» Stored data
┄┄┄┄┄┄

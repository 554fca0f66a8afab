use std::io::Write;

use tomo_lib::{
    NetlistGraph,
    PortTracer,
    TomoSettings,
};
use tomo_lib::errors::DescriptionError;

#[test]
fn write_and_read_config_file() {
  let mut settings = TomoSettings::new();
  settings.engine.trigger_limit   = 15000;
  settings.waveform.rise_time_ms  = 150.0;
  println!("{}", settings);
  let path = std::env::temp_dir().join("tomo-config-test");
  let name = String::from(path.to_string_lossy());
  settings.to_toml(name.clone()).unwrap();
  let back = TomoSettings::from_toml(&(name + ".toml")).unwrap();
  assert_eq!(back, settings);
}

#[test]
fn read_missing_config_file() {
  assert!(TomoSettings::from_toml("/nonexistent/tomo-config.toml").is_err());
}

#[test]
fn description_from_file() {
  let json = r#"{
    "timestamp" : "Mon Oct 19 10:00:00 2026",
    "modules" : [
      { "fullpath" : "/axis_tomography_0", "vlnv" : "Quantaser:user:axis_tomography:1.0",
        "parameters" : { "INTERPOLATION" : "4" },
        "bus_interfaces" : [ { "name" : "M0_ADC", "bus" : "t0" } ],
        "address" : { "base" : 2684354560, "range" : 65536 } },
      { "fullpath" : "/axi_dma_time_0", "vlnv" : "xilinx.com:ip:axi_dma:7.1",
        "bus_interfaces" : [ { "name" : "S_AXIS_S2MM", "bus" : "t0" } ],
        "address" : { "base" : 2684420096, "range" : 65536 } }
    ]
  }"#;
  let path = std::env::temp_dir().join("tomo-description-test.json");
  let mut file = std::fs::File::create(&path).unwrap();
  file.write_all(json.as_bytes()).unwrap();
  drop(file);

  let graph = NetlistGraph::from_json_file(&path).unwrap();
  assert_eq!(graph.blocks().count(), 2);
  assert_eq!(graph.blocks_of_type("axis_tomography").count(), 1);
  let tomo = graph.block("axis_tomography_0").unwrap();
  assert!(tomo.is_addressable());
  assert_eq!(tomo.address.unwrap().base, 0xA000_0000);
  let found = PortTracer::new(&graph)
    .trace_forward("axis_tomography_0", "M0_ADC", &["axi_dma"], Some(1))
    .unwrap();
  assert_eq!(found[0].block, "axi_dma_time_0");
  assert_eq!(found[0].port, "S_AXIS_S2MM");
}

#[test]
fn description_missing_file() {
  let result = NetlistGraph::from_json_file(std::path::Path::new("/nonexistent/design.json"));
  assert!(matches!(result, Err(DescriptionError::Io {..})));
}
//! IP type names and port names we rely on when
//! resolving a build

/// The RF data converter (all DAC and ADC tiles)
pub const RFDC_TYPE        : &str = "usp_rf_data_converter";
/// AXI DMA engines, sinks of the acquired streams
pub const AXI_DMA_TYPE     : &str = "axi_dma";
/// The tomography (photon timing) block
pub const TOMOGRAPHY_TYPE  : &str = "axis_tomography";

/// Endpoints with this in their path are
/// instrumentation only (ILAs) and never
/// part of a data path
pub const DEBUG_ENDPOINT_MARKER : &str = "system_ila_";

/// Bus name the description uses for
/// connections through the NoC
pub const NOC_BUS : &str = "__NOC__";

/// Tomography output driving the DAC
pub const DAC_RFDC_PORT    : &str = "M0_DAC";
/// Tomography input fed by the ADC
pub const ADC_RFDC_PORT    : &str = "S0_ADC";
/// Per-event timestamps
pub const DMA_TIME_PORT    : &str = "M0_ADC";
/// Per-event decision samples
pub const DMA_DC_PORT      : &str = "M1_ADC";
/// Oversampled waveform
pub const DMA_GRAPHY_PORT  : &str = "M2_ADC";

┄┄┄┄┄┄

» ACTION ITEM
Every line of the entries above that holds "NetlistGraph" should be copied out.

» COMPLETED EXERCISE
    NetlistGraph,
  let graph = NetlistGraph::from_json_file(&path).unwrap();
  let result = NetlistGraph::from_json_file(std::path::Path::new("/nonexistent/design.json"));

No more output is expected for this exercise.